PRESS DIGEST – New York Times business news – July 1

Reuters) – The following were the top stories in the New York Times business pages on Thursday. Reuters has not verified these stories and does not vouch for their accuracy.

* Executives of Goldman Sachs Group Inc (GS.N) and the American International Group Inc (AIG.N) , the Wall Street titans whose long alliance dissolved into a battle that shook the financial world, defended their actions on Wednesday before the federal commission investigating the financial crisis.

* The House on Wednesday adopted legislation to revamp the nation’s financial regulatory system, voting mostly along party lines as partisan acrimony impeded cooperation even on the shared goals of averting future economic crises.

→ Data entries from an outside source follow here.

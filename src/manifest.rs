use std::collections::HashMap;

use once_cell::sync::Lazy;
use regex::Regex;
use url::Url;

use crate::format::{ProtocolKind, Rendition, DEFAULT_CONTAINER};

const STREAM_INF: &str = "#EXT-X-STREAM-INF:";

static ATTRIBUTE_REGEX: Lazy<Regex> =
  Lazy::new(|| Regex::new(r#"([A-Z0-9-]+)=("[^"]+"|[^,"]+)"#).unwrap());

/// Lists the variant streams of a master m3u8 playlist.
///
/// Unknown attributes are ignored. A `#EXT-X-STREAM-INF` with no uri
/// before the next one (or the end of input) yields nothing.
pub fn enumerate(manifest: &str, base: &Url) -> Vec<Rendition> {
  let mut renditions = Vec::new();
  let mut pending: Option<HashMap<&str, &str>> = None;

  for line in manifest.lines().map(str::trim) {
    if let Some(attrs) = line.strip_prefix(STREAM_INF) {
      pending = Some(parse_attributes(attrs));
      continue;
    }

    if line.is_empty() || line.starts_with('#') {
      continue;
    }

    let Some(attrs) = pending.take() else {
      continue;
    };

    match base.join(line) {
      Ok(url) => renditions.push(variant(url.into(), &attrs)),
      Err(e) => tracing::warn!("skipping variant uri {line:?}: {e}"),
    }
  }

  renditions
}

fn parse_attributes(attrs: &str) -> HashMap<&str, &str> {
  ATTRIBUTE_REGEX
    .captures_iter(attrs)
    .filter_map(|caps| {
      let key = caps.get(1)?.as_str();
      let value = caps.get(2)?.as_str().trim_matches('"');
      Some((key, value))
    })
    .collect()
}

fn variant(url: String, attrs: &HashMap<&str, &str>) -> Rendition {
  let height = attrs
    .get("RESOLUTION")
    .and_then(|res| res.split_once('x'))
    .and_then(|(_, h)| h.parse().ok());

  let bitrate_kbps = attrs
    .get("BANDWIDTH")
    .filter(|bw| !bw.is_empty() && bw.bytes().all(|b| b.is_ascii_digit()))
    .and_then(|bw| bw.parse::<u64>().ok())
    .map(|bps| bps / 1000);

  let format_id = match height {
    Some(h) => format!("hls-{h}p"),
    None => "hls-unk".to_string(),
  };

  Rendition {
    url,
    format_id,
    container: DEFAULT_CONTAINER.to_string(),
    protocol: ProtocolKind::AdaptiveSegment,
    height,
    bitrate_kbps,
    quality: None,
  }
}
mod keystream;
mod word32;

use once_cell::sync::Lazy;
use regex::Regex;

use crate::Result;

pub use keystream::{Algorithm, Keystream};
pub use word32::Word32;

// algorithm id (1 byte) + little-endian seed (4 bytes)
const HEADER_LEN: usize = 5;

// scheme and authority, path, then query and fragment (rfc 3986, appendix b)
static URL_PARTS_REGEX: Lazy<Regex> = Lazy::new(|| {
  Regex::new(
    r"(?s)^(?P<origin>(?:[a-zA-Z][a-zA-Z0-9+.-]*:)?(?://[^/?#]*)?)(?P<path>[^?#]*)(?P<tail>.*)$",
  )
  .unwrap()
});

static OBFUSCATED_PATH_REGEX: Lazy<Regex> = Lazy::new(|| {
  Regex::new(r"(?s)^/(?P<hex>[0-9a-fA-F]{12,})(?P<rest>[/,].*)?$").unwrap()
});

/// Reverses the per-link path obfuscation of a media url.
///
/// Only the path is rewritten; everything around it is kept byte for
/// byte, and relative urls work the same as absolute ones. Urls whose
/// path does not start with a long hex run are returned unchanged. The
/// only failure is an algorithm id nobody knows about.
pub fn decipher(url: &str) -> Result<String> {
  let Some(parts) = URL_PARTS_REGEX.captures(url) else {
    return Ok(url.to_string());
  };
  let Some(caps) = OBFUSCATED_PATH_REGEX.captures(&parts["path"]) else {
    return Ok(url.to_string());
  };

  let Ok(payload) = hex::decode(&caps["hex"]) else {
    tracing::debug!("odd-length hex path left as is: {url}");
    return Ok(url.to_string());
  };

  let plain = decipher_payload(&payload)?;
  let rest = caps.name("rest").map_or("", |m| m.as_str());

  Ok(format!("{}/{plain}{rest}{}", &parts["origin"], &parts["tail"]))
}

/// Decodes a raw payload: `[algorithm id][seed: i32 le][ciphertext..]`.
///
/// The plaintext is read as latin-1, one char per byte.
pub fn decipher_payload(payload: &[u8]) -> Result<String> {
  let mut header = [0u8; HEADER_LEN];
  let len = payload.len().min(HEADER_LEN);
  header[..len].copy_from_slice(&payload[..len]);

  let seed = i32::from_le_bytes([header[1], header[2], header[3], header[4]]);
  let mut stream = Keystream::new(header[0], seed)?;

  let ciphertext = payload.get(HEADER_LEN..).unwrap_or_default();
  let plain = stream
    .apply(ciphertext)
    .into_iter()
    .map(char::from)
    .collect();

  Ok(plain)
}
mod metadata;

use std::collections::HashSet;

use futures::{stream, StreamExt};
use tracing::{debug, info, warn};
use url::Url;

use crate::{
  decipher::decipher,
  format::{Rendition, VideoInfo},
  manifest, page,
  session::Fetch,
  util::height_from_label,
  Error, Result,
};

pub use metadata::{Candidate, Metadata, VideoModel};

pub const DEFAULT_CONCURRENCY: usize = 4;

/// Turns the metadata of a video page into its playable formats.
///
/// Each candidate url is deciphered and deduplicated; manifests are
/// expanded into their variants, up to `concurrency` at a time, while
/// the result keeps page order. A candidate that cannot be deciphered
/// or whose manifest cannot be fetched is skipped.
pub async fn extract(
  page_url: &str,
  metadata: &Metadata,
  fetcher: &dyn Fetch,
  concurrency: usize,
) -> Result<VideoInfo> {
  let id = page::video_id(page_url)?;
  let video = metadata.video_model.as_ref().ok_or(Error::NoMetadata)?;

  let mut seen = HashSet::new();
  let mut candidates = Vec::new();
  for mut candidate in metadata.candidates() {
    match decipher(&candidate.url) {
      Ok(url) => candidate.url = url,
      Err(e) => {
        warn!("dropping format {}: {e}", candidate.format_id);
        continue;
      }
    }

    if seen.insert(candidate.url.clone()) {
      candidates.push(candidate);
    } else {
      debug!("duplicate url for {}", candidate.format_id);
    }
  }

  let resolved: Vec<Vec<Rendition>> = stream::iter(candidates)
    .map(|candidate| resolve(candidate, page_url, fetcher))
    .buffered(concurrency.max(1))
    .collect()
    .await;

  let mut seen = HashSet::new();
  let formats: Vec<Rendition> = resolved
    .into_iter()
    .flatten()
    .filter(|rendition| seen.insert(rendition.url.clone()))
    .collect();

  if formats.is_empty() {
    return Err(Error::NoFormats);
  }
  info!("found {} formats for {id}", formats.len());

  Ok(VideoInfo {
    title: video.title.clone().unwrap_or_else(|| format!("xhamster-{id}")),
    thumbnail: video.thumb_url.clone(),
    id,
    formats,
  })
}

async fn resolve(
  candidate: Candidate,
  referer: &str,
  fetcher: &dyn Fetch,
) -> Vec<Rendition> {
  if !is_manifest(&candidate.url) {
    return vec![direct(candidate)];
  }

  let base = match Url::parse(&candidate.url) {
    Ok(base) => base,
    Err(e) => {
      warn!("bad manifest url {}: {e}", candidate.url);
      return vec![];
    }
  };

  match fetcher.fetch_text(&candidate.url, referer).await {
    Ok(text) => {
      let variants = manifest::enumerate(&text, &base);
      debug!("{} lists {} variants", candidate.format_id, variants.len());
      variants
    }
    Err(e) => {
      warn!("dropping format {}: {e}", candidate.format_id);
      vec![]
    }
  }
}

fn is_manifest(url: &str) -> bool {
  Url::parse(url)
    .map(|url| url.path().ends_with(".m3u8"))
    .unwrap_or(false)
}

fn direct(candidate: Candidate) -> Rendition {
  Rendition {
    height: height_from_label(&candidate.format_id),
    quality: candidate.quality,
    ..Rendition::direct(candidate.url, candidate.format_id)
  }
}

#[cfg(test)]
mod test {
  use std::{collections::HashMap, sync::Mutex};

  use async_trait::async_trait;

  use super::*;
  use crate::format::ProtocolKind;

  const PAGE_URL: &str = "https://xhamster.com/videos/some-title-xh1a2b3";

  // deciphers to https://cdn.example.com/hls/master/index.m3u8
  const OBFUSCATED_MASTER: &str =
    "https://cdn.example.com/06eb32a4f8650cb935631d70deb639/index.m3u8";

  const MASTER: &str = "#EXTM3U\n\
    #EXT-X-STREAM-INF:BANDWIDTH=5000000,RESOLUTION=1920x1080\n\
    1080/index.m3u8\n\
    #EXT-X-STREAM-INF:BANDWIDTH=2000000,RESOLUTION=1280x720\n\
    720/index.m3u8\n";

  #[derive(Default)]
  struct MockFetch {
    responses: HashMap<String, String>,
    calls: Mutex<Vec<(String, String)>>,
  }

  impl MockFetch {
    fn with(mut self, url: &str, body: &str) -> Self {
      self.responses.insert(url.to_string(), body.to_string());
      self
    }

    fn calls(&self) -> Vec<(String, String)> {
      self.calls.lock().unwrap().clone()
    }
  }

  #[async_trait]
  impl Fetch for MockFetch {
    async fn fetch_text(&self, url: &str, referer: &str) -> Result<String> {
      self
        .calls
        .lock()
        .unwrap()
        .push((url.to_string(), referer.to_string()));

      self.responses.get(url).cloned().ok_or_else(|| {
        Error::IO(std::io::Error::new(std::io::ErrorKind::NotFound, "404"))
      })
    }
  }

  fn metadata(json: &str) -> Metadata {
    serde_json::from_str(json).unwrap()
  }

  #[tokio::test]
  async fn test_extract_full_page() {
    let metadata = metadata(&format!(
      r#"{{
        "videoModel": {{"thumbURL": "https://thumb.example.com/1.jpg", "title": "Some title"}},
        "xplayerSettings": {{"sources": {{
          "hls": {{"url": "{OBFUSCATED_MASTER}", "fallback": "https://cdn.example.com/hls/master/index.m3u8"}},
          "standard": {{
            "h264": [
              {{"url": "https://cdn.example.com/720.mp4", "fallback": "https://fb.example.com/720.mp4", "label": "720p"}},
              {{"url": "https://cdn.example.com/63000000000102030405/1080.mp4", "label": "1080p"}}
            ]
          }}
        }}}}
      }}"#
    ));
    let fetcher = MockFetch::default()
      .with("https://cdn.example.com/hls/master/index.m3u8", MASTER);

    let info = extract(PAGE_URL, &metadata, &fetcher, 2).await.unwrap();

    assert_eq!(info.id, "xh1a2b3");
    assert_eq!(info.title, "Some title");
    assert_eq!(
      info.thumbnail.as_deref(),
      Some("https://thumb.example.com/1.jpg")
    );

    let formats: Vec<_> = info
      .formats
      .iter()
      .map(|f| (f.format_id.as_str(), f.url.as_str(), f.protocol))
      .collect();
    assert_eq!(
      formats,
      vec![
        (
          "hls-1080p",
          "https://cdn.example.com/hls/master/1080/index.m3u8",
          ProtocolKind::AdaptiveSegment
        ),
        (
          "hls-720p",
          "https://cdn.example.com/hls/master/720/index.m3u8",
          ProtocolKind::AdaptiveSegment
        ),
        (
          "h264-720p",
          "https://cdn.example.com/720.mp4",
          ProtocolKind::Direct
        ),
        (
          "h264-720p-fb",
          "https://fb.example.com/720.mp4",
          ProtocolKind::Direct
        ),
      ]
    );

    assert_eq!(info.formats[2].height, Some(720));
    assert_eq!(info.formats[2].quality.as_deref(), Some("720p"));

    // the fallback deciphers to the same manifest, fetched only once
    assert_eq!(
      fetcher.calls(),
      vec![(
        "https://cdn.example.com/hls/master/index.m3u8".to_string(),
        PAGE_URL.to_string()
      )]
    );
  }

  #[tokio::test]
  async fn test_variants_deduplicated_across_manifests() {
    let metadata = metadata(
      r#"{
        "videoModel": {},
        "xplayerSettings": {"sources": {"hls": {
          "url": "https://a.example.com/hls/master.m3u8",
          "fallback": "https://a.example.com/hls/master.m3u8?backup=1"
        }}}
      }"#,
    );
    let fetcher = MockFetch::default()
      .with("https://a.example.com/hls/master.m3u8", MASTER)
      .with("https://a.example.com/hls/master.m3u8?backup=1", MASTER);

    let info = extract(PAGE_URL, &metadata, &fetcher, 4).await.unwrap();

    assert_eq!(info.title, "xhamster-xh1a2b3");
    assert_eq!(info.thumbnail, None);
    assert_eq!(info.formats.len(), 2);
    assert_eq!(fetcher.calls().len(), 2);
  }

  #[tokio::test]
  async fn test_failed_manifest_skipped() {
    let metadata = metadata(
      r#"{
        "videoModel": {},
        "xplayerSettings": {"sources": {
          "hls": {"url": "https://a.example.com/missing.m3u8"},
          "standard": {"h264": [{"url": "https://a.example.com/480.mp4", "label": "480p"}]}
        }}
      }"#,
    );

    let info = extract(PAGE_URL, &metadata, &MockFetch::default(), 1)
      .await
      .unwrap();

    assert_eq!(info.formats.len(), 1);
    assert_eq!(info.formats[0].format_id, "h264-480p");
    assert_eq!(info.formats[0].height, Some(480));
  }

  #[tokio::test]
  async fn test_manifest_url_with_query() {
    let metadata = metadata(
      r#"{
        "videoModel": {},
        "xplayerSettings": {"sources": {"hls": {
          "url": "https://a.example.com/hls/master.m3u8?token=abc"
        }}}
      }"#,
    );
    let fetcher = MockFetch::default()
      .with("https://a.example.com/hls/master.m3u8?token=abc", MASTER);

    let info = extract(PAGE_URL, &metadata, &fetcher, 0).await.unwrap();
    assert_eq!(info.formats[0].url, "https://a.example.com/hls/1080/index.m3u8");
  }

  #[tokio::test]
  async fn test_protocol_relative_source_kept() {
    let metadata = metadata(
      r#"{
        "videoModel": {"title": 7},
        "xplayerSettings": {"sources": {"standard": {"h264": [
          {"url": "//cdn.example.com/videos/720p.mp4", "label": "720p"}
        ]}}}
      }"#,
    );

    let info = extract(PAGE_URL, &metadata, &MockFetch::default(), 1)
      .await
      .unwrap();

    assert_eq!(info.title, "xhamster-xh1a2b3");
    assert_eq!(info.formats.len(), 1);
    assert_eq!(info.formats[0].url, "//cdn.example.com/videos/720p.mp4");
    assert_eq!(info.formats[0].height, Some(720));
  }

  #[tokio::test]
  async fn test_no_video_model() {
    let metadata = metadata(r#"{"xplayerSettings": {}}"#);
    let result = extract(PAGE_URL, &metadata, &MockFetch::default(), 1).await;
    assert!(matches!(result, Err(Error::NoMetadata)));
  }

  #[tokio::test]
  async fn test_no_formats() {
    let metadata = metadata(
      r#"{
        "videoModel": {},
        "xplayerSettings": {"sources": {"standard": {"h264": [
          {"url": "https://cdn.example.com/63000000000102030405/1080.mp4", "label": "1080p"},
          {"url": "", "label": "720p"}
        ]}}}
      }"#,
    );
    let result = extract(PAGE_URL, &metadata, &MockFetch::default(), 1).await;
    assert!(matches!(result, Err(Error::NoFormats)));
  }

  #[tokio::test]
  async fn test_unsupported_page_url() {
    let metadata = metadata(r#"{"videoModel": {}}"#);
    let result = extract(
      "https://example.com/videos/a-1",
      &metadata,
      &MockFetch::default(),
      1,
    )
    .await;
    assert!(matches!(result, Err(Error::UnsupportedURL(..))));
  }
}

* Google Inc (GOOG.O) will raise the salaries of gay and lesbian employees whose partners receive domestic partner benefits, to compensate them for a tax they pay that heterosexual married couples do not.

* Amazon.com Inc (AMZN.O), which sells millions of products, said Wednesday that it had agreed to buy Woot, a site that sells one item at a time.

* Britain’s financial regulator disclosed on Tuesday that Steven Noel Perkins, a former oil futures broker, single-handedly engineered a jump in the price of oil a year ago and cost his firm millions of dollars with a string of unauthorized trades after a weekend of heavy drinking.

* Toyota Motor Corp (7203.T) said Thursday about 270,000 vehicles sold worldwide, including luxury Lexus sedans, have faulty engines, but the company did not say whether it would recall the automobiles.

* Financial institutions in Europe sought far less money from the European Central Bank on Wednesday than many analysts had expected, offering some reassurance about the health of the euro region’s banking system.

* The Securities and Exchange Commission on Wednesday tightened restrictions against “pay-to-play” practices in the municipal securities market.

* The United States won an “important victory” in a trade ruling that Airbus, the European plane maker, had benefited from four decades of improper subsidies, taking sales from Boeing Co (BA.N) as a result, the United States trade representative, Ron Kirk, said on Wednesday.